[TASK DESCRIPTION] Each line holding the word "FixedRate" must appear in the answer, copied from the entries.

___ DATA SECTION ___

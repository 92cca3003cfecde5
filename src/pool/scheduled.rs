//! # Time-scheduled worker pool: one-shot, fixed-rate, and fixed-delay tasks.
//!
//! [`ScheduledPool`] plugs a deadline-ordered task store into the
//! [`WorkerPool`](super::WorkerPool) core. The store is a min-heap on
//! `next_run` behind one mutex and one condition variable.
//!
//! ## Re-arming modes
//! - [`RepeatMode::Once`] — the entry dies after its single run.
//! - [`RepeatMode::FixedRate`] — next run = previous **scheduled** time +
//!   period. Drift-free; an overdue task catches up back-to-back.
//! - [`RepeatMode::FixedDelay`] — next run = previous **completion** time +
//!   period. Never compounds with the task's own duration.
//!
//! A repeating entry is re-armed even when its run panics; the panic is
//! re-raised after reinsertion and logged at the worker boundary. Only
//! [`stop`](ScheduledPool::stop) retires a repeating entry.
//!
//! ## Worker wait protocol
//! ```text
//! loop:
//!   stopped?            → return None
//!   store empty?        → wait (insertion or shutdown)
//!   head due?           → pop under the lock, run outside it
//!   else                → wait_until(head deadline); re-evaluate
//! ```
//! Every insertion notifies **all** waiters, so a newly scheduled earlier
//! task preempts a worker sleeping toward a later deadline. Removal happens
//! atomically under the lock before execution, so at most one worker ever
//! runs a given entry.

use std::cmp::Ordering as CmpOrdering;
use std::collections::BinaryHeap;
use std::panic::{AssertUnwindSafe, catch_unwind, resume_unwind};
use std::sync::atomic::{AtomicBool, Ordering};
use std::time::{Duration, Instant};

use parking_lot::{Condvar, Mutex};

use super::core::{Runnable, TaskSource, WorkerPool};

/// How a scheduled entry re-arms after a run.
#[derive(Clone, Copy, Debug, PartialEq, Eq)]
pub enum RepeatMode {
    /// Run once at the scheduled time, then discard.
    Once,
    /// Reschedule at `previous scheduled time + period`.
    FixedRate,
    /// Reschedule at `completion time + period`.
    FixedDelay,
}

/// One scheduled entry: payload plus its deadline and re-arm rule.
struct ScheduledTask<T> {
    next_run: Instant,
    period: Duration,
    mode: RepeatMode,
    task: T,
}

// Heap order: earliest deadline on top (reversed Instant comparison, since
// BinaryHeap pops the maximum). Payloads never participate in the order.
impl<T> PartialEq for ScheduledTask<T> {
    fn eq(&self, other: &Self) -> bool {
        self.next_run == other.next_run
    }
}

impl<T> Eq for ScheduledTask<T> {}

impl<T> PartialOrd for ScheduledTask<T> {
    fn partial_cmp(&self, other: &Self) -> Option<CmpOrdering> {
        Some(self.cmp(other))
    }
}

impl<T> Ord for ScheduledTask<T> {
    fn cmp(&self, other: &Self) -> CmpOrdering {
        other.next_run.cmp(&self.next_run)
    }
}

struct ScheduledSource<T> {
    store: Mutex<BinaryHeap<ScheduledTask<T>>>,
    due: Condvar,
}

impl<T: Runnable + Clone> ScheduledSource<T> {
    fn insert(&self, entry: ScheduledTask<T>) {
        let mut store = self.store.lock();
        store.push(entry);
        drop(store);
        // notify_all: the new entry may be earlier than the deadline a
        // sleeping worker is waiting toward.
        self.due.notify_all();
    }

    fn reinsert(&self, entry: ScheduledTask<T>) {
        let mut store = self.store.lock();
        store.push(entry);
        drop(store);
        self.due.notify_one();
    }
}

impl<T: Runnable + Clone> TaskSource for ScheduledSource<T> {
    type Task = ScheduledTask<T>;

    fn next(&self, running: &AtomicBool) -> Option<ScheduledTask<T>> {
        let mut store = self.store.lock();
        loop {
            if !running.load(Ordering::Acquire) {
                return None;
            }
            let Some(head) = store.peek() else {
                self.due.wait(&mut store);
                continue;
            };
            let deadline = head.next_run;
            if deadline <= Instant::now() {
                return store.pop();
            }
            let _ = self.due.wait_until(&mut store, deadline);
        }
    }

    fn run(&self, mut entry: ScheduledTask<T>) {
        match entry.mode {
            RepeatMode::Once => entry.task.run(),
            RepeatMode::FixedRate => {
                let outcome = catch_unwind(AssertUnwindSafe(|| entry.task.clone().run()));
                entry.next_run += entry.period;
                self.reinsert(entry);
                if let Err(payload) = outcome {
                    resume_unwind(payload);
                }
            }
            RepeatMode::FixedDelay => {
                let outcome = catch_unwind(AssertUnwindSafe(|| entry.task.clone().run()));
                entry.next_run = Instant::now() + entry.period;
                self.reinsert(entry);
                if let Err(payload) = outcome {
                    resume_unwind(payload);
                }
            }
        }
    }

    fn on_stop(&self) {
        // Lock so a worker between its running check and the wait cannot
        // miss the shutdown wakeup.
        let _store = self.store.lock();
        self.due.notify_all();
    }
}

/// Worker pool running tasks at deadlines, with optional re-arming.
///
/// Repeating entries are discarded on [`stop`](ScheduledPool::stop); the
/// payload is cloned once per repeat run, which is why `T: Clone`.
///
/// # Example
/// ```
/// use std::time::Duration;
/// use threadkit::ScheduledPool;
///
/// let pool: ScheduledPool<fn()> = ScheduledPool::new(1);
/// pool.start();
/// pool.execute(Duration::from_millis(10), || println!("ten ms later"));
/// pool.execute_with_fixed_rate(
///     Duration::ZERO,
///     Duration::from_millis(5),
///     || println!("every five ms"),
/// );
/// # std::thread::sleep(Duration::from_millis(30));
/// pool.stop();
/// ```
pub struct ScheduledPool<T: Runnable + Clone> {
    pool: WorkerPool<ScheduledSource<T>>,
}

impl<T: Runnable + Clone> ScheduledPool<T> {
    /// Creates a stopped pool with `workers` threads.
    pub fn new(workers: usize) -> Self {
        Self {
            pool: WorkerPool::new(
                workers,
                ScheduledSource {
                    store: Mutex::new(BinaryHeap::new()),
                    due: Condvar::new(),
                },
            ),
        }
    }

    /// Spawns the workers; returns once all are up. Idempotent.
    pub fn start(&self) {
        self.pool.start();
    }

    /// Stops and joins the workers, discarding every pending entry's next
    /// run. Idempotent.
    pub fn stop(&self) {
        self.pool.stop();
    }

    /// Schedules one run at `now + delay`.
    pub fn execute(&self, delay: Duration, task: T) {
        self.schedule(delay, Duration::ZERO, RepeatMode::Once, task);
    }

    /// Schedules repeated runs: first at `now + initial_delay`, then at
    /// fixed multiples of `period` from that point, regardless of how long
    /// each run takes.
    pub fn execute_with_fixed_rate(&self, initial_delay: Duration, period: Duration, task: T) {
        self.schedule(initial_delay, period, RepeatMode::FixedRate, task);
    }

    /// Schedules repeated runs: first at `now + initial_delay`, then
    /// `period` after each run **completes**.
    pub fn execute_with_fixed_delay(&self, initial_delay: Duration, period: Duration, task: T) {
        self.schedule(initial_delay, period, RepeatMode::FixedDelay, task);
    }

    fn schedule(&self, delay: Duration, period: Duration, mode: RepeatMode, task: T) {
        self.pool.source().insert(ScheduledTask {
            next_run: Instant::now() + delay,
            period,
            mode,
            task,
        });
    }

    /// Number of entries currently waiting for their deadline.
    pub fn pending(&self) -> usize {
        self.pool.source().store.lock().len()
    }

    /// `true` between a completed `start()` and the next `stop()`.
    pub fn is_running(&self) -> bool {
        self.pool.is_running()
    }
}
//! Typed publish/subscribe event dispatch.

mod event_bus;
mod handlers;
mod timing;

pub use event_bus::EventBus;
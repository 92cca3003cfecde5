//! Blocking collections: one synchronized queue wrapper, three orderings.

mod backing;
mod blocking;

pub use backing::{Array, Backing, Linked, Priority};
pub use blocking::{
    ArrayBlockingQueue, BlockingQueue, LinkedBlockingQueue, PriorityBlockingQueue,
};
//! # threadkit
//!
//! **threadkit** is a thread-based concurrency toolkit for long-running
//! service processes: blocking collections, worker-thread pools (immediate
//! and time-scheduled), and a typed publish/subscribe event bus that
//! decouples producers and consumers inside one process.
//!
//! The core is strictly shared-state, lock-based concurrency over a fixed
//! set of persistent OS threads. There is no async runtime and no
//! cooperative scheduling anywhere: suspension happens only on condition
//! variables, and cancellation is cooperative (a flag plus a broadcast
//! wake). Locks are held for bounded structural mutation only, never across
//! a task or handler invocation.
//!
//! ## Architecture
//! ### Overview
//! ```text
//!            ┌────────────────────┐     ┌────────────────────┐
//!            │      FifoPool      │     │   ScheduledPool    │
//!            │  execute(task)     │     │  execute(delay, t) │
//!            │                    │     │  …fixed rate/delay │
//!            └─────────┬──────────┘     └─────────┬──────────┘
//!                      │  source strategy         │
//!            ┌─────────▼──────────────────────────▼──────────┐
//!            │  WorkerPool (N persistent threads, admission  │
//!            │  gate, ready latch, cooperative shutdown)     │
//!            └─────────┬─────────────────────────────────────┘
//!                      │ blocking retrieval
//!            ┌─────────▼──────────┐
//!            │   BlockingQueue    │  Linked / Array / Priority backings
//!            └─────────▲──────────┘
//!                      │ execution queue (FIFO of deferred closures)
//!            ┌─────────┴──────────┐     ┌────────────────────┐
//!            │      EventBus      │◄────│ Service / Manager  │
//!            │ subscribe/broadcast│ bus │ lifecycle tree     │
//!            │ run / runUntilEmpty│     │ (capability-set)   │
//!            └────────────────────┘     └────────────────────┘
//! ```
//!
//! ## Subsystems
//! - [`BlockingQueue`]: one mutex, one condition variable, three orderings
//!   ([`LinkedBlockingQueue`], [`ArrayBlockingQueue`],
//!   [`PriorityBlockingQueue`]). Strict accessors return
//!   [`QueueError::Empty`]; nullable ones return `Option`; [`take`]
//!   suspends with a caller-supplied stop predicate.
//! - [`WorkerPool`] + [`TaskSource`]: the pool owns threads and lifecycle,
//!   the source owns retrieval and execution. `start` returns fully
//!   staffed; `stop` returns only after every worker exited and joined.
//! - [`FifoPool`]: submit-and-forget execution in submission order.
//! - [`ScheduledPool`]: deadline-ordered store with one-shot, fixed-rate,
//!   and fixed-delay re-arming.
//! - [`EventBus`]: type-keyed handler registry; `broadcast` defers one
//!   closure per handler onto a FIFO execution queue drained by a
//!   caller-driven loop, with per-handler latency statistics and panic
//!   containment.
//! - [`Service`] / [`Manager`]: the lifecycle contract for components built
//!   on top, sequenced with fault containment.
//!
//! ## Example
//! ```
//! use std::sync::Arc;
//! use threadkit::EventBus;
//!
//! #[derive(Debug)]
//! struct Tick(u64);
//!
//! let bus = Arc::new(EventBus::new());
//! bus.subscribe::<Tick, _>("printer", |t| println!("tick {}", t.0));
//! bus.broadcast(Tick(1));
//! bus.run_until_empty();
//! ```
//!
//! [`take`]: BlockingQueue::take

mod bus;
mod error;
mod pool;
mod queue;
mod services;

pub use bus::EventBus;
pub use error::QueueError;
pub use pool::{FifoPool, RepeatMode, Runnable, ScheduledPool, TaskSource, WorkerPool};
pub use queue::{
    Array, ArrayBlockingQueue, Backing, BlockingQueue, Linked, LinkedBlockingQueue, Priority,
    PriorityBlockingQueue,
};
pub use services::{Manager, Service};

___

[PROBLEM SOLUTION]
//! - [`RepeatMode::FixedRate`] — next run = previous **scheduled** time +
    FixedRate,
            RepeatMode::FixedRate => {
        self.schedule(initial_delay, period, RepeatMode::FixedRate, task);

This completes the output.